By the end of ’67 Dez and Martin had written 'Spring Saga', 'Everything Was Different', 'Monday Morning' and 'Come To My Fire', which they recorded on to cheap tape on an equally cheap tape recorder. They would send tapes of new material to Adrian back in Walesby, where he would work out his vocal and instrumental contributions. This meant that on his occasional visits to Birmingham, they could gig as a trio with a minimum of rehearsal. After spending the Christmas of ‘67, back in Walesby, Dez and Martin returned to Birmingham and continued to gig as a duo, playing the smaller folk clubs dotted around the city, as well as regular performances at the University and The Jug of Punch. Martin noticed that “Some of the traditional clubs were, at this time, becoming more tolerant of contemporary music singers and we began to hear many a Dylan impersonation amongst the traditional fare.”

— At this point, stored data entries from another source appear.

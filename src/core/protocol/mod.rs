//! Data-channel protocol: wire-format event types and the streaming parser.

pub mod events;
pub mod parser;

pub use events::{
    ApiError, ClientEvent, OutputItem, ResponseSummary, ServerEvent, SessionConfig, StatusDetails,
    ToolDef, TurnDetection,
};
pub use parser::{EXTRACT_GROCERIES_TOOL, EventParser, FunctionCallBuffer, ProtocolSignal};
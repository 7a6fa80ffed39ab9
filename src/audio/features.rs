/// Band energies for one analysis step, one value per band.
pub type SpectrumFrame = Vec<f64>;

/// Magnitudes of the FFT bins at or below the cutoff frequency.
pub type MagnitudeSpectrum = Vec<f64>;

/// Decoded mono audio, samples in [-1, 1].
#[derive(Clone, Debug)]
pub struct PcmBuffer {
    pub samples: Vec<f32>,
    pub sample_rate: u32,
}

impl PcmBuffer {
    pub fn new(samples: Vec<f32>, sample_rate: u32) -> Self {
        Self { samples, sample_rate }
    }

    pub fn len(&self) -> usize {
        self.samples.len()
    }

    pub fn is_empty(&self) -> bool {
        self.samples.is_empty()
    }

    pub fn duration(&self) -> f64 {
        if self.sample_rate == 0 {
            return 0.0;
        }
        self.samples.len() as f64 / self.sample_rate as f64
    }
}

The group were, however, becoming increasingly frustrated by purist tendency in some of the clubs. Martin feels, “This was often born out of ignorance of how folk tunes had always been altered, added to and interpreted by generations of singers, adapting them to a particular time or location. This music isn’t owned by anyone and doesn’t have to be preserved in aspic.” They shortened their name to The Foresters and in the spring, Adrian joined them in Birmingham, where they were now renting a rambling Victorian semi on Church Lane in Handsworth Wood. Here, they concentrated on writing songs that they felt truly expressed their own individual and collective personalities. Martin explains: “All the artists we admired had their own sound because they didn’t try to be anyone else. This seems obvious, but the majority of music in all genres is derivative of that genre’s pioneers and rarely has enough individuality to retain interest. Right from the outset we aimed to find our own sound. Of course, it’s easier said than done to truly express yourself in a way that hasn’t already been done - but that’s the challenge for all writers and artists.”

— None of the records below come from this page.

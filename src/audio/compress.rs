use serde::{Deserialize, Serialize};

use super::features::SpectrumFrame;

/// Added to the chunk peak before normalizing so silence stays finite.
pub const PEAK_EPSILON: f64 = 1e-6;

/// How band energies are brought onto a log scale.
#[derive(Clone, Copy, Debug, Default, PartialEq, Eq, Serialize, Deserialize)]
#[serde(rename_all = "kebab-case")]
pub enum CompressionMode {
    /// `ln(1 + mean)`, comparable across chunks and files.
    #[default]
    Absolute,
    /// Spectrum divided by its own peak first; amplitude is relative per chunk.
    PeakNormalized,
}

impl CompressionMode {
    /// Applied to the magnitude spectrum before banding.
    pub fn prepare(self, spectrum: &mut [f64]) {
        if self == CompressionMode::PeakNormalized {
            let peak = spectrum.iter().copied().fold(0.0f64, f64::max);
            let scale = peak + PEAK_EPSILON;
            for m in spectrum.iter_mut() {
                *m /= scale;
            }
        }
    }

    /// Applied to the band values after banding.
    pub fn compress(self, frame: &mut SpectrumFrame) {
        for v in frame.iter_mut() {
            *v = v.ln_1p();
        }
    }
}

#[cfg(test)]
mod tests {
    use super::*;

    #[test]
    fn absolute_leaves_spectrum_untouched() {
        let mut spectrum = vec![0.0, 2.0, 8.0];
        CompressionMode::Absolute.prepare(&mut spectrum);
        assert_eq!(spectrum, vec![0.0, 2.0, 8.0]);
    }

    #[test]
    fn peak_normalized_scales_below_one() {
        let mut spectrum = vec![0.0, 2.0, 8.0];
        CompressionMode::PeakNormalized.prepare(&mut spectrum);
        assert!(spectrum.iter().all(|&v| v < 1.0));
        assert!((spectrum[2] - 1.0).abs() < 1e-6);
        assert!((spectrum[1] - 0.25).abs() < 1e-6);
    }

    #[test]
    fn silence_stays_finite() {
        let mut spectrum = vec![0.0; 16];
        CompressionMode::PeakNormalized.prepare(&mut spectrum);
        assert!(spectrum.iter().all(|&v| v == 0.0));

        let mut frame = vec![0.0; 4];
        CompressionMode::PeakNormalized.compress(&mut frame);
        assert!(frame.iter().all(|&v| v.is_finite() && v == 0.0));
    }

    #[test]
    fn log_is_monotonic_and_non_negative() {
        let mut frame = vec![0.0, 0.5, 1.0, 100.0];
        CompressionMode::Absolute.compress(&mut frame);
        assert_eq!(frame[0], 0.0);
        assert!(frame.windows(2).all(|w| w[0] < w[1]));
        assert!((frame[2] - std::f64::consts::LN_2).abs() < 1e-12);
    }
}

Meanwhile, they kept their ears open to the revolution in new music that was taking place around them. Martin enthuses, “Can you imagine hearing, for the first time, Revolver, Sgt Pepper, ISB’s 5000 Spirits, and Floyd’s Piper At The Gates of Dawn, at the same time as taking in the continued output of The Watersons, Young Tradition, Shirley Collins and Bert Jansch?” The Foresters were also listening to relatively obscure albums such as Pearls Before Swine’s debut and Country Joe and The Fish, along with the emerging West Coast bands like Jefferson Airplane. They also took note of the Indian classical ragas of Ravi Shankar, recognising parallels with British folk song modes and exploring the possibilities of borrowing drones and scale intervals from Eastern music, reflected to some extent in ‘Don’t Want To Go’ from the first album. However, Martin insists that, “Of these greats, it was Incredible String Band that we most closely identified with. Like us, they had come up through the folk clubs, but they had found their own voices with wonderfully innovative song structures and accompaniments, using acoustic instrumentation and bringing in folk elements from Africa and India as well as the British Isles. And of course they produced wonderful music that was quirkily their own.”
A key turning point came in the summer of ’68, when the band made their first outdoor appearance at the Cannon Hill Park Festival, playing to a non-folk audience and sharing the bill with Roy Harper. Dez and Martin had left university in May, after taking their first year exams, and were surviving by doing a succession of manual jobs, whilst gigging further and further afield. The Foresters had also recently recorded a demo of early songs at Haynes Studio in Birmingham. The tape included ‘Monday Morning’, ‘Come To My Fire’, ‘Spring Saga’ and ‘Everything Was Different’, all of which were original songs. Martin thinks they may have also recorded ‘Bridgwater Fair’ in three-part harmony. Although Martin now feels that the tracks are primarily of curiosity value, Terrascope Magazine put out ‘Monday Morning’ and ‘Spring Saga’ on a compilation CD in 2002.
In the audience at Cannon Hill was Mark Williams, co-editor of the underground paper International Times, who enjoyed the set enough to offer to manage the band. Equally importantly, he sparked the interest of John Peel, who the band met for the first time when he stayed with them at Church Lane, following his regular gig at Mothers Club in Erdington. John became not only a firm supporter of the band, but also a friend. Martin warmly describes a time that John stayed with the band at Church Lane, after compering a gig they had just performed with Joe Cocker’s Grease Band: “We played him our latest songs and had a laugh parodying various pop acts. At one point we got John to record his own parody of a Eurovision Song, which started something like ‘With a Ding and a Dong and a Billabong, that’s why my baby says she loves me…’ We shared a dry humour and a dislike for showbiz pretence. Peel was a lovely guy - we were friends enough to gently lampoon our respective places in the musical firmament - a struggling band doing patently un-chart worthy material and a cultural icon who never fitted in with the norms of the culture at the Beeb.” John’s support for the band went as far as attempting to sign them to his new Dandelion label, which only fell through because of the delays involved in setting the label up.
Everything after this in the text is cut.